SECTION 10.09. Interest Rate Limitation. Notwithstanding anything herein to the contrary, if at any time the applicable interest rate, together with all fees and charges which are treated as interest under applicable law (collectively the “Charges”), as provided for herein or in any other document executed in connection herewith, or otherwise contracted for, charged, received, taken or reserved by any Lender, shall exceed the maximum lawful rate (the “Maximum Rate”) which may be contracted for, charged, taken, received or reserved by such Lender in accordance with applicable law, the rate of interest payable on the Loan of such Lender, together with all Charges payable to such Lender, shall be limited to the Maximum Rate.
SECTION 10.10. Entire Agreement. This Agreement and the other Loan Documents constitute the entire contract between the parties relative to the subject matter hereof. Any previous agreement among the parties with respect to the subject matter hereof is superseded by this Agreement and the other Loan Documents. Nothing in this Agreement or in the other Loan Documents, expressed or implied, is intended to confer upon any party other than the parties hereto and thereto any rights, remedies, obligations or liabilities under or by reason of this Agreement or the other Loan Documents.

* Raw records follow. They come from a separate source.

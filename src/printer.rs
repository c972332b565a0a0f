//
// Copyright 2020 bplist Developers
//
// Licensed under the Apache License, Version 2.0, <LICENSE-APACHE or
// http://apache.org/licenses/LICENSE-2.0> or the MIT license <LICENSE-MIT or
// http://opensource.org/licenses/MIT>, at your option. This file may not be
// copied, modified, or distributed except according to those terms.
//

//! # Human-readable tree printer.
//!
//! Renders a `Value` tree, or an `UnarchivedModel`'s object graph, as
//! indented text to any `io::Write` sink. Strings are decoded here, at
//! render time, rather than in the tree itself.

use std::io::{self, Write};

use crate::archive::{UnarchivedModel, UnarchivedValue};
use crate::value::Value;

/// Number of spaces of indentation per nesting level.
pub const DEFAULT_INDENT_WIDTH: usize = 4;

/// Writes an indented textual rendering of `value` to `sink`.
pub fn print_value<W: Write>(sink: &mut W, value: &Value, indent_width: usize) -> io::Result<()> {
    write_value(sink, value, 0, indent_width)
}

fn pad<W: Write>(sink: &mut W, depth: usize, indent_width: usize) -> io::Result<()> {
    write!(sink, "{:width$}", "", width = depth * indent_width)
}

fn write_value<W: Write>(sink: &mut W, value: &Value, depth: usize, indent_width: usize) -> io::Result<()> {
    match value {
        Value::Null => writeln!(sink, "null"),
        Value::Bool(flag) => writeln!(sink, "{}", flag),
        Value::Int(int) => writeln!(sink, "{}", int),
        Value::Real(real) => writeln!(sink, "{}", real.into_inner()),
        Value::Date(date) => writeln!(sink, "date({})", date.into_inner()),
        Value::Data(bytes) => writeln!(sink, "data<{} bytes>", bytes.len()),
        Value::AsciiString(_) | Value::UnicodeString(_) => {
            writeln!(sink, "{:?}", value.as_decoded_string().unwrap_or_default())
        }
        Value::Uid(uid) => writeln!(sink, "uid({})", uid),
        Value::Array(items) => {
            writeln!(sink, "array ({} items)", items.len())?;
            for item in items {
                pad(sink, depth + 1, indent_width)?;
                write_value(sink, item, depth + 1, indent_width)?;
            }
            Ok(())
        }
        Value::Set(items) => {
            writeln!(sink, "set ({} items)", items.len())?;
            for item in items {
                pad(sink, depth + 1, indent_width)?;
                write_value(sink, item, depth + 1, indent_width)?;
            }
            Ok(())
        }
        Value::Dict(pairs) => {
            writeln!(sink, "dict ({} entries)", pairs.len())?;
            for (key, entry_value) in pairs {
                pad(sink, depth + 1, indent_width)?;
                write!(sink, "{} => ", describe_key(key))?;
                write_value(sink, entry_value, depth + 1, indent_width)?;
            }
            Ok(())
        }
    }
}

fn describe_key(key: &Value) -> String {
    key.as_decoded_string()
        .map(|decoded| format!("{:?}", decoded))
        .unwrap_or_else(|| format!("{:?}", key))
}

/// Writes an indented textual rendering of an unarchived object graph,
/// starting from its root instance.
pub fn print_model<W: Write>(sink: &mut W, model: &UnarchivedModel, indent_width: usize) -> io::Result<()> {
    if !model.is_valid {
        return writeln!(sink, "<not a recognized keyed archive>");
    }
    match model.root {
        Some(root) => write_instance(sink, model, root, 0, indent_width, &mut Vec::new()),
        None => writeln!(sink, "<empty archive>"),
    }
}

fn write_instance<W: Write>(
    sink: &mut W,
    model: &UnarchivedModel,
    index: usize,
    depth: usize,
    indent_width: usize,
    visiting: &mut Vec<usize>,
) -> io::Result<()> {
    let instance = match model.objects_by_index.get(&index) {
        Some(instance) => instance,
        None => return writeln!(sink, "<dangling reference {}>", index),
    };

    writeln!(sink, "{} #{}", instance.class.classname, index)?;
    if visiting.contains(&index) {
        return Ok(());
    }
    visiting.push(index);

    for (name, value) in &instance.members {
        pad(sink, depth + 1, indent_width)?;
        write!(sink, "{} = ", name)?;
        write_unarchived_value(sink, model, value, depth + 1, indent_width, visiting)?;
    }

    visiting.pop();
    Ok(())
}

fn write_unarchived_value<W: Write>(
    sink: &mut W,
    model: &UnarchivedModel,
    value: &UnarchivedValue,
    depth: usize,
    indent_width: usize,
    visiting: &mut Vec<usize>,
) -> io::Result<()> {
    match value {
        UnarchivedValue::Null => writeln!(sink, "null"),
        UnarchivedValue::Bool(flag) => writeln!(sink, "{}", flag),
        UnarchivedValue::Int(int) => writeln!(sink, "{}", int),
        UnarchivedValue::Real(real) => writeln!(sink, "{}", real.into_inner()),
        UnarchivedValue::Date(date) => writeln!(sink, "date({})", date.into_inner()),
        UnarchivedValue::Data(bytes) => writeln!(sink, "data<{} bytes>", bytes.len()),
        UnarchivedValue::String(string) => writeln!(sink, "{:?}", string),
        UnarchivedValue::Array(items) => {
            writeln!(sink, "array ({} items)", items.len())?;
            for item in items {
                pad(sink, depth + 1, indent_width)?;
                write_unarchived_value(sink, model, item, depth + 1, indent_width, visiting)?;
            }
            Ok(())
        }
        UnarchivedValue::Set(items) => {
            writeln!(sink, "set ({} items)", items.len())?;
            for item in items {
                pad(sink, depth + 1, indent_width)?;
                write_unarchived_value(sink, model, item, depth + 1, indent_width, visiting)?;
            }
            Ok(())
        }
        UnarchivedValue::Dict(pairs) => {
            writeln!(sink, "dict ({} entries)", pairs.len())?;
            for (key, entry_value) in pairs {
                pad(sink, depth + 1, indent_width)?;
                write!(sink, "{} => ", describe_unarchived_key(key))?;
                write_unarchived_value(sink, model, entry_value, depth + 1, indent_width, visiting)?;
            }
            Ok(())
        }
        UnarchivedValue::Instance(index) => write_instance(sink, model, *index, depth, indent_width, visiting),
    }
}

fn describe_unarchived_key(key: &UnarchivedValue) -> String {
    match key {
        UnarchivedValue::String(string) => format!("{:?}", string),
        other => format!("{:?}", other),
    }
}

SECTION 10.11. Waiver of Jury Trial. Each party hereto hereby waives, to the fullest extent permitted by applicable law, any right it may have to a trial by jury in respect of any litigation directly or indirectly arising out of, under or in connection with this Agreement or any of the other Loan Documents. Each party hereto (a) certifies that no representative, agent or attorney of any other party has represented, expressly or otherwise, that such other party would not, in the event of litigation, seek to enforce the foregoing waiver and (b) acknowledges that it and the other parties hereto have been induced to enter into this Agreement and the other Loan Documents, as applicable, by, among other things, the mutual waivers and certifications in this Section 10.11.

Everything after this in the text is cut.